Back To The Tap: Three Ways To Get Fancy Water, And Skip The Plastic Bottle
Photo joshme17 @ flickr
The problem of one-use plastic bottles has far from gone away - we're still chucking out 30 billion empties globally each year. At least a six-pack of different U.S. and Canadian cities has come up with some kind of bottled water restrictions, hooray. But how to quench our collective thirst - have you noticed how few and far between once-common water fountains have become? Some solutions are cropping up, however, at least giving restaurants and offices a way to supply tap and sparkling water for guests and employees.

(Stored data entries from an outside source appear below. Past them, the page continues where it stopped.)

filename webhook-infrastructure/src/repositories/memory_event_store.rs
use std::collections::HashMap;

use async_trait::async_trait;
use chrono::Utc;
use tokio::sync::Mutex;

use webhook_domain::{EventStore, NewEvent, StoreError, StoredEvent};

#[derive(Default)]
struct Table {
    rows: Vec<StoredEvent>,
    by_msg_id: HashMap<String, i64>,
}

/// Process-local event table. Used when no database URL is configured.
#[derive(Default)]
pub struct InMemoryEventStore {
    table: Mutex<Table>,
}

impl InMemoryEventStore {
    pub fn new() -> Self {
        Self::default()
    }

    pub async fn find_by_msg_id(&self, msg_id: &str) -> Option<StoredEvent> {
        let table = self.table.lock().await;
        let id = *table.by_msg_id.get(msg_id)?;
        table.rows.iter().find(|row| row.id == id).cloned()
    }
}

#[async_trait]
impl EventStore for InMemoryEventStore {
    async fn insert(&self, event: NewEvent) -> Result<i64, StoreError> {
        let mut table = self.table.lock().await;
        if let Some(msg_id) = &event.msg_id {
            if table.by_msg_id.contains_key(msg_id) {
                return Err(StoreError::DuplicateKey {
                    msg_id: msg_id.clone(),
                });
            }
        }
        let id = table.rows.len() as i64 + 1;
        if let Some(msg_id) = &event.msg_id {
            table.by_msg_id.insert(msg_id.clone(), id);
        }
        table.rows.push(StoredEvent::received(id, event, Utc::now()));
        Ok(id)
    }

    async fn get(&self, id: i64) -> Result<Option<StoredEvent>, StoreError> {
        let table = self.table.lock().await;
        Ok(table.rows.iter().find(|row| row.id == id).cloned())
    }

    async fn count(&self) -> Result<u64, StoreError> {
        Ok(self.table.lock().await.rows.len() as u64)
    }

    async fn ping(&self) -> Result<(), StoreError> {
        Ok(())
    }
}
// Inbound event entity
// Parsed from the raw callback body, never mutated afterwards

use serde::Serialize;
use serde_json::{Map, Value};
use thiserror::Error;

use crate::value_objects::parse_unix_seconds;

pub const EVENT_NAME_MAX_CHARS: usize = 100;
pub const APP_ID_MAX_CHARS: usize = 100;
pub const MSG_ID_MAX_CHARS: usize = 255;
pub const USER_ID_MAX_CHARS: usize = 100;
pub const OA_ID_MAX_CHARS: usize = 100;
pub const DEFAULT_EVENT_NAME: &str = "unknown";

#[derive(Debug, Error)]
pub enum PayloadError {
    #[error("malformed json: {0}")]
    Malformed(#[from] serde_json::Error),
    #[error("payload is not a json object")]
    NotAnObject,
}

#[derive(Debug, Clone, Serialize)]
pub struct InboundEvent {
    pub event_name: String,
    pub app_id: String,
    /// Unix seconds, 0 when absent or unparseable.
    pub timestamp: i64,
    /// The timestamp field exactly as sent, used for replay and signature checks.
    #[serde(skip)]
    pub raw_timestamp: Option<Value>,
    pub msg_id: Option<String>,
    pub user_id: Option<String>,
    pub oa_id: Option<String>,
    pub payload: Value,
}

impl InboundEvent {
    pub fn from_slice(raw_body: &[u8]) -> Result<Self, PayloadError> {
        let payload: Value = serde_json::from_slice(raw_body)?;
        Self::from_payload(payload)
    }

    pub fn from_payload(payload: Value) -> Result<Self, PayloadError> {
        let root = payload.as_object().ok_or(PayloadError::NotAnObject)?;

        let event_name = field_text(root, "event_name")
            .map(|name| clip(&name, EVENT_NAME_MAX_CHARS))
            .unwrap_or_else(|| DEFAULT_EVENT_NAME.to_string());
        let app_id = field_text(root, "app_id")
            .map(|id| clip(&id, APP_ID_MAX_CHARS))
            .unwrap_or_default();
        let raw_timestamp = root.get("timestamp").filter(|v| !v.is_null()).cloned();
        let timestamp = raw_timestamp
            .as_ref()
            .and_then(parse_unix_seconds)
            .unwrap_or(0);

        let msg_id = nested_text(root, "message", "msg_id", MSG_ID_MAX_CHARS);
        let user_id = nested_text(root, "sender", "id", USER_ID_MAX_CHARS);
        let oa_id = field_text(root, "oa_id")
            .map(|id| clip(&id, OA_ID_MAX_CHARS))
            .filter(|id| !id.is_empty());

        Ok(Self {
            event_name,
            app_id,
            timestamp,
            raw_timestamp,
            msg_id,
            user_id,
            oa_id,
            payload,
        })
    }
}

/// Clips to at most `max_chars` characters. Never fails.
pub fn clip(text: &str, max_chars: usize) -> String {
    match text.char_indices().nth(max_chars) {
        Some((byte_idx, _)) => text[..byte_idx].to_string(),
        None => text.to_string(),
    }
}

fn field_text(map: &Map<String, Value>, key: &str) -> Option<String> {
    match map.get(key)? {
        Value::Null => None,
        Value::String(text) => Some(text.clone()),
        other => Some(other.to_string()),
    }
}

fn nested_text(
    map: &Map<String, Value>,
    parent: &str,
    key: &str,
    max_chars: usize,
) -> Option<String> {
    let inner = map.get(parent)?.as_object()?;
    field_text(inner, key)
        .map(|text| clip(&text, max_chars))
        .filter(|text| !text.is_empty())
}
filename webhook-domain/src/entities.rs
// Domain entities
pub mod config;
pub mod event;
pub mod stored_event;

pub use config::*;
pub use event::*;
pub use stored_event::*;
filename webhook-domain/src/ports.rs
// Repository and Service Port Traits (Interfaces)
// Define what the domain needs from infrastructure

pub mod repositories;
pub mod services;

pub use repositories::*;
pub use services::*;
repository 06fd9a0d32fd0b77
use axum::body::Bytes;
use axum::extract::rejection::BytesRejection;
use axum::extract::{Path, State};
use axum::http::{header, Extensions, HeaderMap, StatusCode};
use axum::Json;
use serde_json::{json, Value};
use tracing::warn;

use webhook_application::commands::admit_commands::{self, Admission, WebhookRequest};
use webhook_application::AppState;

use crate::error::HttpError;
use crate::middleware::client_key;

pub const SIGNATURE_HEADER: &str = "x-zevent-signature";

fn declared_length(headers: &HeaderMap) -> Option<usize> {
    headers
        .get(header::CONTENT_LENGTH)?
        .to_str()
        .ok()?
        .trim()
        .parse()
        .ok()
}

// Requests turned away before reaching the admission gate still count as requests.
fn record_early_rejection(state: &AppState) {
    state.metrics.record_request();
    state.metrics.record_rejected();
}

/// `POST /webhook/:provider/`
///
/// The body is buffered up to one byte past the configured limit so the
/// gate can tell an exact-size payload from an oversized one.
pub async fn receive_webhook(
    State(state): State<AppState>,
    Path(provider): Path<String>,
    headers: HeaderMap,
    extensions: Extensions,
    body: Result<Bytes, BytesRejection>,
) -> Result<Json<Value>, HttpError> {
    let client = client_key(&headers, &extensions);
    let limit = state.config.max_body_bytes;

    if let Some(length) = declared_length(&headers).filter(|length| *length > limit) {
        record_early_rejection(&state);
        warn!(client_ip = %client, size = length, "payload too large");
        return Err(HttpError::PayloadTooLarge);
    }

    let body = body.map_err(|rejection| {
        record_early_rejection(&state);
        warn!(client_ip = %client, error = %rejection, "failed to read webhook body");
        if rejection.status() == StatusCode::PAYLOAD_TOO_LARGE {
            HttpError::PayloadTooLarge
        } else {
            HttpError::InvalidJson
        }
    })?;

    let signature = headers
        .get(SIGNATURE_HEADER)
        .and_then(|value| value.to_str().ok());
    let request = WebhookRequest {
        provider: &provider,
        raw_body: &body,
        signature,
        client_ip: Some(client.as_str()).filter(|ip| !ip.is_empty()),
    };

    let response = match admit_commands::admit_event(&state, request).await? {
        Admission::Persisted { event_id } => json!({"status": "received", "event_id": event_id}),
        Admission::Duplicate => json!({"status": "duplicate"}),
        Admission::Unstored => json!({"status": "received", "stored": false}),
    };
    Ok(Json(response))
}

Filtered, carbonated, and (so far) freeNatura Water system is installed in more than a dozen restaurants and hotel eateries (such as Chez Panisse) in L.A., San Francisco, Miami and now Chicago - and so far, these places are serving it without charging patrons. The Natura system is an on-site filter system that takes local tap water and passes it through carbon to remove dirt, rust, chlorine, and other impurities, and then through a disinfection chamber to kill 99% of microorganisms and germs - then chills it and carbonates if desired. Natura isn't practical for home use - the shiny, espresso-like dispensing machines run into the thousands of dollars, making a glass pitcher in the fridge a much better alternative (though only for still). Natura says it would like to get into the home market, and one Swedish company already has - hit the jump for more.
Then there's the Sparkling Water, Powered by AGA concept - a sink-top faucet that lets you use tap water and carbonate it on the spot. AGA is an industrial gases company, so they know their CO2 (also originally the company that invented the AGA stove beloved in the U.K.). The cheapest model of the Sparkling Water faucet currently goes for around U.S.$500 - that's a lot of pennies, but factoring in all the fossil fuels and/or human labor that goes into getting enough bottled water for a family of four, and well, you might get close to recouping your costs in a year.

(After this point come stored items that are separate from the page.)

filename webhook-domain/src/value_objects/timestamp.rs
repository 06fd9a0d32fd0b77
// Unix timestamp parsing for event payloads

use serde_json::Value;

/// Reads a Unix-seconds value from a JSON field. Integers and numeric strings
/// are accepted equivalently; floats are truncated toward zero. Anything else
/// is unparseable.
pub fn parse_unix_seconds(value: &Value) -> Option<i64> {
    match value {
        Value::Number(number) => number
            .as_i64()
            .or_else(|| number.as_f64().filter(|f| f.is_finite()).map(|f| f.trunc() as i64)),
        Value::String(text) => text.trim().parse::<i64>().ok(),
        _ => None,
    }
}

/// Whether a payload field counts as supplied. Null, zero, empty strings and
/// empty containers are treated as absent.
pub fn is_supplied(value: &Value) -> bool {
    match value {
        Value::Null => false,
        Value::Bool(flag) => *flag,
        Value::Number(number) => number.as_f64().map(|f| f != 0.0).unwrap_or(true),
        Value::String(text) => !text.is_empty(),
        Value::Array(items) => !items.is_empty(),
        Value::Object(map) => !map.is_empty(),
    }
}

/// Text form of the timestamp as it takes part in the signing string.
pub fn signing_text(value: Option<&Value>) -> String {
    match value {
        None | Some(Value::Null) => "0".to_string(),
        Some(Value::String(text)) => text.clone(),
        Some(other) => other.to_string(),
    }
}

#[cfg(test)]
mod tests {
    use super::*;
    use serde_json::json;

    #[test]
    fn parses_integers_and_numeric_strings() {
        assert_eq!(parse_unix_seconds(&json!(1_700_000_000)), Some(1_700_000_000));
        assert_eq!(parse_unix_seconds(&json!("1700000000")), Some(1_700_000_000));
        assert_eq!(parse_unix_seconds(&json!(" 42 ")), Some(42));
        assert_eq!(parse_unix_seconds(&json!(12.9)), Some(12));
    }

    #[test]
    fn rejects_non_numeric_values() {
        assert_eq!(parse_unix_seconds(&json!("not_a_number")), None);
        assert_eq!(parse_unix_seconds(&json!("1.5")), None);
        assert_eq!(parse_unix_seconds(&Value::Null), None);
        assert_eq!(parse_unix_seconds(&json!({"ts": 1})), None);
    }

    #[test]
    fn zero_and_empty_are_not_supplied() {
        assert!(!is_supplied(&json!(0)));
        assert!(!is_supplied(&json!("")));
        assert!(!is_supplied(&Value::Null));
        assert!(is_supplied(&json!("abc")));
        assert!(is_supplied(&json!(1_700_000_000)));
    }

    #[test]
    fn signing_text_keeps_payload_representation() {
        assert_eq!(signing_text(Some(&json!(1_700_000_000))), "1700000000");
        assert_eq!(signing_text(Some(&json!("1700000000"))), "1700000000");
        assert_eq!(signing_text(None), "0");
    }
}
// Signature verification for inbound callbacks
//
// signature = hex(sha256(app_id + raw_body + timestamp + secret_key))

use sha2::{Digest, Sha256};
use subtle::ConstantTimeEq;
use tracing::{error, warn};

const SIGNATURE_PREVIEW_CHARS: usize = 16;

#[derive(Debug, Clone, Default)]
pub struct SignatureVerifier {
    app_id: Option<String>,
    secret_key: Option<String>,
}

impl SignatureVerifier {
    pub fn new(app_id: Option<String>, secret_key: Option<String>) -> Self {
        Self {
            app_id: non_empty(app_id),
            secret_key: non_empty(secret_key),
        }
    }

    pub fn is_configured(&self) -> bool {
        self.app_id.is_some() && self.secret_key.is_some()
    }

    /// Verifies against the configured app id and secret.
    pub fn verify(&self, raw_body: &[u8], signature: &str, timestamp: &str) -> bool {
        self.verify_with(raw_body, signature, timestamp, None, None)
    }

    /// Verifies with explicit credentials, falling back to the configured
    /// ones for whichever is not supplied. Fails closed when either is missing.
    pub fn verify_with(
        &self,
        raw_body: &[u8],
        signature: &str,
        timestamp: &str,
        app_id: Option<&str>,
        secret_key: Option<&str>,
    ) -> bool {
        if signature.is_empty() {
            warn!("missing signature header");
            return false;
        }

        let app_id = app_id
            .filter(|value| !value.is_empty())
            .or(self.app_id.as_deref());
        let secret_key = secret_key
            .filter(|value| !value.is_empty())
            .or(self.secret_key.as_deref());
        let (Some(app_id), Some(secret_key)) = (app_id, secret_key) else {
            error!("missing APP_ID or OA_SECRET_KEY configuration, rejecting signature");
            return false;
        };

        let Ok(body_text) = std::str::from_utf8(raw_body) else {
            warn!("request body is not valid utf-8");
            return false;
        };

        let expected = compute_signature(app_id, body_text, timestamp, secret_key);
        let provided = signature.to_ascii_lowercase();
        let is_valid = signatures_match(&provided, &expected);
        if !is_valid {
            let preview: String = signature.chars().take(SIGNATURE_PREVIEW_CHARS).collect();
            warn!(received = %preview, "signature mismatch");
        }
        is_valid
    }
}

/// Lowercase hex SHA-256 of the canonical signing string.
pub fn compute_signature(app_id: &str, body_text: &str, timestamp: &str, secret_key: &str) -> String {
    let mut hasher = Sha256::new();
    hasher.update(app_id.as_bytes());
    hasher.update(body_text.as_bytes());
    hasher.update(timestamp.as_bytes());
    hasher.update(secret_key.as_bytes());
    hex::encode(hasher.finalize())
}

// Every byte is compared regardless of where the first difference sits.
fn signatures_match(provided: &str, expected: &str) -> bool {
    bool::from(provided.as_bytes().ct_eq(expected.as_bytes()))
}

fn non_empty(value: Option<String>) -> Option<String> {
    value.filter(|text| !text.trim().is_empty())
}
pub mod webhook;

pub use webhook::*;
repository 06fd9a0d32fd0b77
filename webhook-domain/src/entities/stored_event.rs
// Stored event entity
// Rows owned by the event store; the receiver only creates them

use chrono::{DateTime, Utc};
use serde::{Deserialize, Serialize};
use serde_json::Value;

use crate::entities::{clip, InboundEvent};
use crate::value_objects::EventStatus;

/// Upper bound for the stored client address. Forwarded-for values are taken
/// as sent, so this bounds the column rather than describing an IP.
pub const CLIENT_IP_MAX_CHARS: usize = 255;

/// Row to be inserted. `received_at` and the id are assigned by the store.
#[derive(Debug, Clone, Serialize)]
pub struct NewEvent {
    pub event_name: String,
    pub msg_id: Option<String>,
    pub app_id: String,
    pub oa_id: Option<String>,
    pub user_id: Option<String>,
    pub payload: Value,
    pub timestamp: i64,
    pub signature_verified: bool,
    pub client_ip: Option<String>,
}

impl NewEvent {
    pub fn from_inbound(event: InboundEvent, signature_verified: bool, client_ip: Option<String>) -> Self {
        Self {
            event_name: event.event_name,
            msg_id: event.msg_id,
            app_id: event.app_id,
            oa_id: event.oa_id,
            user_id: event.user_id,
            payload: event.payload,
            timestamp: event.timestamp,
            signature_verified,
            client_ip: client_ip
                .filter(|ip| !ip.is_empty())
                .map(|ip| clip(&ip, CLIENT_IP_MAX_CHARS)),
        }
    }
}

#[derive(Debug, Clone, Serialize, Deserialize)]
pub struct StoredEvent {
    pub id: i64,
    pub event_name: String,
    pub msg_id: Option<String>,
    pub app_id: String,
    pub oa_id: Option<String>,
    pub user_id: Option<String>,
    pub payload: Value,
    pub timestamp: i64,
    pub status: EventStatus,
    pub signature_verified: bool,
    pub client_ip: Option<String>,
    pub received_at: DateTime<Utc>,
    pub processed_at: Option<DateTime<Utc>>,
    pub error_message: String,
    pub retry_count: i16,
}

impl StoredEvent {
    /// Materializes a freshly inserted row with the initial lifecycle values.
    pub fn received(id: i64, event: NewEvent, received_at: DateTime<Utc>) -> Self {
        Self {
            id,
            event_name: event.event_name,
            msg_id: event.msg_id,
            app_id: event.app_id,
            oa_id: event.oa_id,
            user_id: event.user_id,
            payload: event.payload,
            timestamp: event.timestamp,
            status: EventStatus::Received,
            signature_verified: event.signature_verified,
            client_ip: event.client_ip,
            received_at,
            processed_at: None,
            error_message: String::new(),
            retry_count: 0,
        }
    }
}

#[cfg(test)]
mod tests {
    use serde_json::json;

    use super::*;

    fn inbound() -> InboundEvent {
        InboundEvent::from_payload(json!({"event_name": "user_send_text", "app_id": "app"}))
            .expect("object payload")
    }

    #[test]
    fn long_forwarded_client_is_kept_but_bounded() {
        let forwarded = format!("spoofed-{}", "a".repeat(400));
        let event = NewEvent::from_inbound(inbound(), true, Some(forwarded.clone()));

        let stored = event.client_ip.expect("client ip");
        assert_eq!(stored.chars().count(), CLIENT_IP_MAX_CHARS);
        assert!(forwarded.starts_with(&stored));
    }

    #[test]
    fn empty_client_is_dropped() {
        let event = NewEvent::from_inbound(inbound(), false, Some(String::new()));
        assert!(event.client_ip.is_none());
    }

    #[test]
    fn received_row_starts_unprocessed() {
        let event = NewEvent::from_inbound(inbound(), true, Some("10.0.0.1".to_string()));
        let row = StoredEvent::received(7, event, chrono::Utc::now());

        assert_eq!(row.status, EventStatus::Received);
        assert_eq!(row.client_ip.as_deref(), Some("10.0.0.1"));
        assert!(row.processed_at.is_none());
        assert_eq!(row.retry_count, 0);
    }
}
// Webhook Domain Layer

pub mod entities;
pub mod ports;
pub mod services;
pub mod value_objects;

pub use entities::*;
pub use ports::*;
pub use services::*;
pub use value_objects::*;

And finally, the SodaStream, a product that had its first heyday in the 80s, along with slush-makers and shave-ice machines. SodaStream claims ten million households use the counter-top appliance to carbonate their water or create homemade sodas. Normally, we'd eschew the SodaStream, as the regular models use a plastic bottle. But the $199.99 Penguin kit is fairly attractive (made in Israel), and comes with two glass carafes for holding your sparkling water. The company is also working on essences to flavor the water instead of sweetened soda flavors. Now if there was just a way for us to somehow pipe in excess CO2 from coal-fired plants to our Penguin, all would truly be better in the world.